Europa Press / V. Pérez | Santa Cruz de Tenerife
El secretario de Organización de CC José Miguel Ruano, uno de los fieles baluartes del candidato a la presidencia del Gobierno, Fernando Clavijo, pidió ayer destitución de la consejera regional de Cultura, Vivienda, Políticas Sociales y Deportes, Inés Roja, también de CC y mujer fuerte del jefe del Ejecutivo autonómico, Paulino Rivero en Lanzarote.
Ruano, que también es presidente del Grupo Nacionalista en el Parlamento regional, dijo ayer que lo “más grave” de Rojas (CC), cuando en el pleno de esta semana aseguró “estar en contacto” con Gregorio Chil y Naranjo, fallecido hace 113 años, y fundador del Museo Canario, es “decir mentiras” en relación a la financiación de esta institución.
“No saber o decir cosas que no se ajustan a la verdad es más grave y creo que esto no puede ser. Creo que un consejero de CC no puede hacer ese tipo de políticas, por tanto, quien tiene la responsabilidad de nombrar y cesar a los consejeros ya sabe lo que tiene que hacer”, apuntilló en un claro mensaje a Rivero.
En declaraciones a la Cope, recogidas por Europa Press, Ruano incidió en que él “ha sido claro con la ejecutoria” de la consejera en algunos asuntos, añadiendo que “esto lo que viene a manifestar una vez más es que no hace lo que dice”.
Rojas, por su parte, no tardó en reaccionar y exigió al dirigente nacionalista “disculpas públicas”, al considerar que le ha dado un trato “cruel” con sus comentarios. Para la consejera existe una “doble vara de medir por parte del presidente de su grupo parlamentario”, al que le recordó que ella es “parlamentaria igual que él”.
La consejera calificó de “lapsus” su error durante la sesión plenaria, ya que aseguró que lo que quería decir es que se había reunido con el director del museo, por lo que opinó que Ruano “lo primero que debe hacer es hablar” con ella, y “no salir con una situación extralimitada”.
“Lo que sí que no hago es mentir. Es un trato tan injusto como compañero ante un lapsus que se pueda tener. No somos tan contundentes con compañeros con actuaciones más graves, como imputaciones; me siento indefensa”, apostilló en declaraciones a la Ser, recogidas por Europa Press, y en las que aludía, sin citar, a la reciente imputación a Clavijo en una pieza separada del caso Corredor, por los delitos de prevaricación, tráfico de influencias, malversación de fondos públicos y falsedad documental.

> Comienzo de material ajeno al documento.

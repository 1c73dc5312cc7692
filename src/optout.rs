//! Opt-out tracker: erasure requests and repeat-offender escalation.
//!
//! One record per normalized sender address. A sender who mails again
//! after the grace window has passed since their last request is a
//! repeat offender and gets escalated. Escalation never reverts.

use std::sync::Arc;

use chrono::{DateTime, Duration, Utc};
use serde::{Deserialize, Serialize};
use tracing::info;

use crate::error::SessionError;
use crate::pipeline::bulk::normalize_subject;
use crate::pipeline::types::normalize_address;
use crate::store::PreferenceStore;

/// Default grace window before a repeat sender is escalated.
pub const DEFAULT_GRACE_DAYS: i64 = 7;

/// Persistent opt-out state for one sender.
#[derive(Debug, Clone, PartialEq, Serialize, Deserialize)]
pub struct OptOutRecord {
    /// Normalized sender address.
    pub sender: String,
    pub first_request: DateTime<Utc>,
    pub last_request: DateTime<Utc>,
    pub request_count: u32,
    pub escalated: bool,
}

/// Result of recording a request.
#[derive(Debug, Clone, Copy, PartialEq, Eq)]
pub struct OptOutOutcome {
    pub is_new_record: bool,
    pub escalated: bool,
}

/// Aggregate opt-out statistics.
#[derive(Debug, Clone, Default, PartialEq, Eq)]
pub struct OptOutStats {
    pub senders: u64,
    pub escalated: u64,
    pub total_requests: u64,
}

/// Apply one request to the prior record (if any).
///
/// Pure: the caller persists the returned record.
pub fn evaluate_request(
    prior: Option<&OptOutRecord>,
    sender: &str,
    now: DateTime<Utc>,
    grace: Duration,
) -> (OptOutRecord, OptOutOutcome) {
    match prior {
        None => (
            OptOutRecord {
                sender: normalize_address(sender),
                first_request: now,
                last_request: now,
                request_count: 1,
                escalated: false,
            },
            OptOutOutcome {
                is_new_record: true,
                escalated: false,
            },
        ),
        Some(prior) => {
            let escalated = prior.escalated || now - prior.last_request > grace;
            let record = OptOutRecord {
                sender: prior.sender.clone(),
                first_request: prior.first_request,
                last_request: now.max(prior.last_request),
                request_count: prior.request_count.saturating_add(1),
                escalated,
            };
            (
                record,
                OptOutOutcome {
                    is_new_record: false,
                    escalated,
                },
            )
        }
    }
}

/// Store-backed opt-out tracker.
pub struct OptOutTracker {
    store: Arc<dyn PreferenceStore>,
    grace: Duration,
}

impl OptOutTracker {
    pub fn new(store: Arc<dyn PreferenceStore>) -> Self {
        Self {
            store,
            grace: Duration::days(DEFAULT_GRACE_DAYS),
        }
    }

    pub fn with_grace(mut self, grace: Duration) -> Self {
        self.grace = grace;
        self
    }

    /// Record an opt-out request. The record is written before this returns.
    pub async fn record_request(
        &self,
        sender: &str,
        now: DateTime<Utc>,
    ) -> Result<OptOutOutcome, SessionError> {
        let key = normalize_address(sender);
        let persist_err = |source| SessionError::OptOutNotPersisted {
            sender: key.clone(),
            source,
        };

        let prior = self.store.get_opt_out(&key).await.map_err(persist_err)?;
        let (record, outcome) = evaluate_request(prior.as_ref(), &key, now, self.grace);
        self.store.put_opt_out(&record).await.map_err(persist_err)?;

        if outcome.escalated && !prior.as_ref().is_some_and(|p| p.escalated) {
            info!(sender = %key, count = record.request_count, "Repeat offender escalated");
        } else {
            info!(
                sender = %key,
                count = record.request_count,
                new = outcome.is_new_record,
                "Opt-out request recorded"
            );
        }
        Ok(outcome)
    }
}

// ── Erasure request draft ───────────────────────────────────────────

/// A data-erasure request to be filed as a draft reply.
#[derive(Debug, Clone, PartialEq, Eq)]
pub struct ErasureDraft {
    pub to: String,
    pub subject: String,
    pub body: String,
}

const ERASURE_BODY: &str = "\
Hello,

I am writing to request the erasure of all personal data you hold about me, \
and to withdraw any consent I have given for marketing communications.

Please:
- Remove my email address from all of your mailing lists
- Delete all personal data you hold about me
- Stop processing my personal data for marketing purposes
- Confirm in writing once this has been completed

I expect this request to be completed without undue delay and in any case \
within one month of receipt.

Thank you.";

/// Build the erasure request reply for a message from `sender`.
pub fn erasure_draft(sender: &str, subject: &str) -> ErasureDraft {
    let base = normalize_subject(subject);
    let subject = if base.is_empty() {
        "Data Erasure Request".to_string()
    } else {
        format!("Re: {base} - Data Erasure Request")
    };
    ErasureDraft {
        to: normalize_address(sender),
        subject,
        body: ERASURE_BODY.to_string(),
    }
}
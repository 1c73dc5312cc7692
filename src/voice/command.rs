//! Local synthesizer process (`espeak`, `say`, ...).

use std::process::Stdio;

use async_trait::async_trait;
use tokio::process::Command;
use tracing::debug;

use crate::error::VoiceError;
use crate::voice::{CancellationToken, Playback, VoiceRenderer, split_command};

/// Runs a synthesizer command per utterance; the text is the last argument.
/// Cancellation kills the process.
pub struct CommandRenderer {
    command: String,
}

impl CommandRenderer {
    pub fn new(command: impl Into<String>) -> Self {
        Self {
            command: command.into(),
        }
    }
}

#[async_trait]
impl VoiceRenderer for CommandRenderer {
    fn name(&self) -> &str {
        &self.command
    }

    async fn speak(&self, text: &str, cancel: CancellationToken) -> Result<Playback, VoiceError> {
        if cancel.is_cancelled() {
            return Ok(Playback::Cancelled);
        }
        let (program, args) = split_command(&self.command).ok_or_else(|| VoiceError::Synthesis {
            backend: "command".into(),
            reason: "empty voice command".into(),
        })?;

        let mut child = Command::new(&program)
            .args(&args)
            .arg(text)
            .stdin(Stdio::null())
            .stdout(Stdio::null())
            .stderr(Stdio::null())
            .kill_on_drop(true)
            .spawn()
            .map_err(|e| VoiceError::Synthesis {
                backend: program.clone(),
                reason: format!("failed to start: {e}"),
            })?;

        tokio::select! {
            biased;
            _ = cancel.cancelled() => {
                let _ = child.kill().await;
                debug!(program = %program, "Speech cancelled");
                Ok(Playback::Cancelled)
            }
            status = child.wait() => {
                let status = status?;
                if status.success() {
                    Ok(Playback::Finished)
                } else {
                    Err(VoiceError::Synthesis {
                        backend: program,
                        reason: format!("exited with {status}"),
                    })
                }
            }
        }
    }
}

#[cfg(all(test, unix))]
mod tests {
    use std::time::{Duration, Instant};

    use super::*;

    #[tokio::test]
    async fn finished_when_command_succeeds() {
        let renderer = CommandRenderer::new("true");
        let result = renderer.speak("hello", CancellationToken::new()).await.unwrap();
        assert_eq!(result, Playback::Finished);
    }

    #[tokio::test]
    async fn failing_command_is_an_error() {
        let renderer = CommandRenderer::new("false");
        assert!(renderer.speak("hello", CancellationToken::new()).await.is_err());
    }

    #[tokio::test]
    async fn missing_program_is_an_error() {
        let renderer = CommandRenderer::new("definitely-not-a-synthesizer-xyz");
        assert!(renderer.speak("hello", CancellationToken::new()).await.is_err());
    }

    #[tokio::test]
    async fn cancel_kills_long_utterance() {
        // `sleep` treats the utterance as its duration argument.
        let renderer = CommandRenderer::new("sleep");
        let token = CancellationToken::new();
        let canceller = token.clone();
        tokio::spawn(async move {
            tokio::time::sleep(Duration::from_millis(50)).await;
            canceller.cancel();
        });

        let started = Instant::now();
        let result = renderer.speak("30", token).await.unwrap();
        assert_eq!(result, Playback::Cancelled);
        assert!(started.elapsed() < Duration::from_secs(5));
    }
}
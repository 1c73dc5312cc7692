//! Bridges a rig `CompletionModel` to our `LlmProvider` trait.

use async_trait::async_trait;
use rig::completion::{AssistantContent, CompletionModel, Message};
use tracing::debug;

use crate::error::LlmError;
use crate::llm::provider::{
    ChatMessage, CompletionRequest, CompletionResponse, FinishReason, LlmProvider, Role,
};

const DEFAULT_MAX_TOKENS: u32 = 1024;

/// Wraps any rig completion model behind `LlmProvider`.
pub struct RigAdapter<M> {
    model: M,
    model_name: String,
}

impl<M: CompletionModel> RigAdapter<M> {
    pub fn new(model: M, model_name: impl Into<String>) -> Self {
        Self {
            model,
            model_name: model_name.into(),
        }
    }
}

/// A chat transcript split the way rig wants it: system text as the
/// preamble, the final user turn as the prompt, everything before it as
/// history.
#[derive(Debug)]
struct SplitChat<'a> {
    preamble: Option<String>,
    history: Vec<&'a ChatMessage>,
    prompt: &'a str,
}

fn split_chat(messages: &[ChatMessage]) -> Result<SplitChat<'_>, LlmError> {
    let system: Vec<&str> = messages
        .iter()
        .filter(|m| m.role == Role::System)
        .map(|m| m.content.as_str())
        .collect();
    let mut turns: Vec<&ChatMessage> = messages.iter().filter(|m| m.role != Role::System).collect();

    let Some(last) = turns.pop() else {
        return Err(LlmError::InvalidResponse {
            provider: "rig".into(),
            reason: "request has no user message".into(),
        });
    };
    if last.role != Role::User {
        return Err(LlmError::InvalidResponse {
            provider: "rig".into(),
            reason: "last message must come from the user".into(),
        });
    }

    Ok(SplitChat {
        preamble: (!system.is_empty()).then(|| system.join("\n\n")),
        history: turns,
        prompt: &last.content,
    })
}

fn to_rig(message: &ChatMessage) -> Message {
    match message.role {
        Role::Assistant => Message::assistant(message.content.clone()),
        Role::User | Role::System => Message::user(message.content.clone()),
    }
}

#[async_trait]
impl<M> LlmProvider for RigAdapter<M>
where
    M: CompletionModel + 'static,
{
    fn model_name(&self) -> &str {
        &self.model_name
    }

    async fn complete(&self, request: CompletionRequest) -> Result<CompletionResponse, LlmError> {
        let chat = split_chat(&request.messages)?;
        let history: Vec<Message> = chat.history.iter().copied().map(to_rig).collect();

        let mut builder = self
            .model
            .completion_request(Message::user(chat.prompt.to_string()))
            .messages(history)
            .max_tokens(u64::from(request.max_tokens.unwrap_or(DEFAULT_MAX_TOKENS)));
        if let Some(preamble) = chat.preamble {
            builder = builder.preamble(preamble);
        }
        if let Some(temperature) = request.temperature {
            builder = builder.temperature(f64::from(temperature));
        }

        let response = builder.send().await.map_err(|e| LlmError::RequestFailed {
            provider: self.model_name.clone(),
            reason: e.to_string(),
        })?;

        let content: String = response
            .choice
            .iter()
            .filter_map(|c| match c {
                AssistantContent::Text(text) => Some(text.text.as_str()),
                _ => None,
            })
            .collect::<Vec<_>>()
            .join("");
        if content.is_empty() {
            return Err(LlmError::InvalidResponse {
                provider: self.model_name.clone(),
                reason: "response carried no text".into(),
            });
        }

        debug!(
            model = %self.model_name,
            input_tokens = response.usage.input_tokens,
            output_tokens = response.usage.output_tokens,
            "Completion received"
        );

        Ok(CompletionResponse {
            content,
            input_tokens: u32::try_from(response.usage.input_tokens).unwrap_or(u32::MAX),
            output_tokens: u32::try_from(response.usage.output_tokens).unwrap_or(u32::MAX),
            finish_reason: FinishReason::Stop,
        })
    }
}
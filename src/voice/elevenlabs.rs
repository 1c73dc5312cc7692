//! ElevenLabs streaming synthesis piped into a local audio player.
//!
//! Posts to `https://api.elevenlabs.io/v1/text-to-speech/{voice_id}/stream`
//! with `xi-api-key` authentication and writes MP3 chunks to the player's
//! stdin as they arrive. Cancellation drops the HTTP stream and kills the
//! player, so no buffered audio keeps playing.

use std::process::Stdio;
use std::time::Duration;

use async_trait::async_trait;
use secrecy::{ExposeSecret, SecretString};
use tokio::io::AsyncWriteExt;
use tokio::process::{Child, Command};
use tracing::{debug, warn};

use crate::error::VoiceError;
use crate::voice::{CancellationToken, Playback, VoiceRenderer, split_command};

const API_BASE: &str = "https://api.elevenlabs.io/v1/text-to-speech";
const BACKEND: &str = "elevenlabs";

/// Default voice ("Rachel").
pub const DEFAULT_VOICE_ID: &str = "21m00Tcm4TlvDq8ikWAM";

/// Low-latency model.
pub const DEFAULT_MODEL_ID: &str = "eleven_flash_v2_5";

/// Player reading MP3 from stdin.
pub const DEFAULT_PLAYER: &str = "mpg123 -q -";

const CONNECT_TIMEOUT: Duration = Duration::from_secs(5);

/// Upper bound for one utterance, including streaming the audio.
const REQUEST_TIMEOUT: Duration = Duration::from_secs(60);

fn http_client() -> reqwest::Client {
    reqwest::Client::builder()
        .connect_timeout(CONNECT_TIMEOUT)
        .timeout(REQUEST_TIMEOUT)
        .build()
        .unwrap_or_else(|e| {
            warn!(error = %e, "Falling back to default HTTP client for ElevenLabs");
            reqwest::Client::new()
        })
}

pub struct ElevenLabsRenderer {
    api_key: SecretString,
    voice_id: String,
    model_id: String,
    player: String,
    base_url: String,
    client: reqwest::Client,
}

impl ElevenLabsRenderer {
    pub fn new(api_key: SecretString, voice_id: impl Into<String>) -> Self {
        Self {
            api_key,
            voice_id: voice_id.into(),
            model_id: DEFAULT_MODEL_ID.to_string(),
            player: DEFAULT_PLAYER.to_string(),
            base_url: API_BASE.to_string(),
            client: http_client(),
        }
    }

    pub fn with_model(mut self, model_id: impl Into<String>) -> Self {
        self.model_id = model_id.into();
        self
    }

    pub fn with_player(mut self, player: impl Into<String>) -> Self {
        self.player = player.into();
        self
    }

    /// Point at another API host (a proxy, or a local test server).
    pub fn with_base_url(mut self, base_url: impl Into<String>) -> Self {
        self.base_url = base_url.into();
        self
    }

    fn stream_url(&self) -> String {
        format!("{}/{}/stream", self.base_url, self.voice_id)
    }

    fn request_body(&self, text: &str) -> serde_json::Value {
        serde_json::json!({
            "text": text,
            "model_id": self.model_id,
            "voice_settings": {
                "stability": 0.5,
                "similarity_boost": 0.8,
                "style": 0.2,
                "use_speaker_boost": true,
            },
        })
    }

    fn spawn_player(&self) -> Result<Child, VoiceError> {
        let (program, args) = split_command(&self.player)
            .ok_or_else(|| VoiceError::Playback("empty player command".into()))?;
        Command::new(&program)
            .args(&args)
            .stdin(Stdio::piped())
            .stdout(Stdio::null())
            .stderr(Stdio::null())
            .kill_on_drop(true)
            .spawn()
            .map_err(|e| VoiceError::Playback(format!("failed to start {program}: {e}")))
    }

    /// Stream audio into the player until the response ends.
    async fn pump(&self, mut resp: reqwest::Response, player: &mut Child) -> Result<(), VoiceError> {
        let mut stdin = player
            .stdin
            .take()
            .ok_or_else(|| VoiceError::Playback("player stdin unavailable".into()))?;

        while let Some(chunk) = resp.chunk().await.map_err(|e| VoiceError::Synthesis {
            backend: BACKEND.into(),
            reason: format!("stream read error: {e}"),
        })? {
            stdin
                .write_all(&chunk)
                .await
                .map_err(|e| VoiceError::Playback(format!("player write failed: {e}")))?;
        }
        stdin.shutdown().await?;
        drop(stdin);

        let status = player.wait().await?;
        if !status.success() {
            return Err(VoiceError::Playback(format!("player exited with {status}")));
        }
        Ok(())
    }
}

#[async_trait]
impl VoiceRenderer for ElevenLabsRenderer {
    fn name(&self) -> &str {
        BACKEND
    }

    async fn speak(&self, text: &str, cancel: CancellationToken) -> Result<Playback, VoiceError> {
        if cancel.is_cancelled() {
            return Ok(Playback::Cancelled);
        }

        let request = self
            .client
            .post(self.stream_url())
            .header("xi-api-key", self.api_key.expose_secret())
            .header("Accept", "audio/mpeg")
            .json(&self.request_body(text))
            .send();

        let resp = tokio::select! {
            biased;
            _ = cancel.cancelled() => return Ok(Playback::Cancelled),
            resp = request => resp.map_err(|e| VoiceError::Synthesis {
                backend: BACKEND.into(),
                reason: format!("request failed: {e}"),
            })?,
        };

        if !resp.status().is_success() {
            let status = resp.status();
            let body = tokio::select! {
                biased;
                _ = cancel.cancelled() => return Ok(Playback::Cancelled),
                body = resp.text() => body.unwrap_or_default(),
            };
            return Err(VoiceError::Synthesis {
                backend: BACKEND.into(),
                reason: format!("HTTP {status}: {}", body.chars().take(200).collect::<String>()),
            });
        }

        let mut player = self.spawn_player()?;
        let outcome = tokio::select! {
            biased;
            _ = cancel.cancelled() => None,
            result = self.pump(resp, &mut player) => Some(result),
        };

        match outcome {
            None => {
                let _ = player.kill().await;
                debug!("ElevenLabs playback cancelled");
                Ok(Playback::Cancelled)
            }
            Some(result) => result.map(|()| Playback::Finished),
        }
    }
}
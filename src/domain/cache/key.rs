//! Cache key derivation

use std::fmt;

use sha2::{Digest, Sha256};

/// SHA-256 digest of the exact text bytes, rendered as lowercase hex
///
/// Keys are case- and whitespace-sensitive: `"a"` and `"a "` never collide.
#[derive(Debug, Clone, PartialEq, Eq, Hash, PartialOrd, Ord)]
pub struct CacheKey(String);

impl CacheKey {
    /// Derive the key for a text
    pub fn for_text(text: &str) -> Self {
        let mut hasher = Sha256::new();
        hasher.update(text.as_bytes());
        Self(hex::encode(hasher.finalize()))
    }

    pub fn as_str(&self) -> &str {
        &self.0
    }
}

impl fmt::Display for CacheKey {
    fn fmt(&self, f: &mut fmt::Formatter<'_>) -> fmt::Result {
        f.write_str(&self.0)
    }
}

#[cfg(test)]
mod tests {
    use super::*;

    #[test]
    fn test_known_digest() {
        let key = CacheKey::for_text("hello");
        assert_eq!(
            key.as_str(),
            "2cf24dba5fb0a30e26e83b2ac5b9e29e1b161e5c1fa7425e73043362938b9824"
        );
    }

    #[test]
    fn test_equal_texts_share_a_key() {
        assert_eq!(CacheKey::for_text("same text"), CacheKey::for_text("same text"));
    }

    #[test]
    fn test_case_and_whitespace_sensitive() {
        let base = CacheKey::for_text("Memory");

        assert_ne!(base, CacheKey::for_text("memory"));
        assert_ne!(base, CacheKey::for_text("Memory "));
        assert_ne!(base, CacheKey::for_text(" Memory"));
    }

    #[test]
    fn test_key_is_64_hex_chars() {
        let key = CacheKey::for_text("这是一段用于测试的文本内容");

        assert_eq!(key.as_str().len(), 64);
        assert!(key.as_str().chars().all(|c| c.is_ascii_hexdigit()));
        assert_eq!(key.to_string(), key.as_str());
    }
}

Este rifirrafe entre Clavijo y Rojas no puede entenderse sin tener en cuenta la división interna en la organización nacionalista entre el núcleo afín a Rivero y el sector de CC partidario de un cambio de cabeza de lista, como así ha ocurrido, con la designación de Clavijo.
Fue en septiembre el actual presidente del Gobierno retiró su candidatura en el Consejo Político Nacional de CC una vez que el alcalde lagunero ganó en primer votación, por 45 a 40 votos, por lo que al final, ya con Rivero hecho a un lado, Clavijo obtuvo 66 apoyos, 11 más de los necesarios para su proclamación.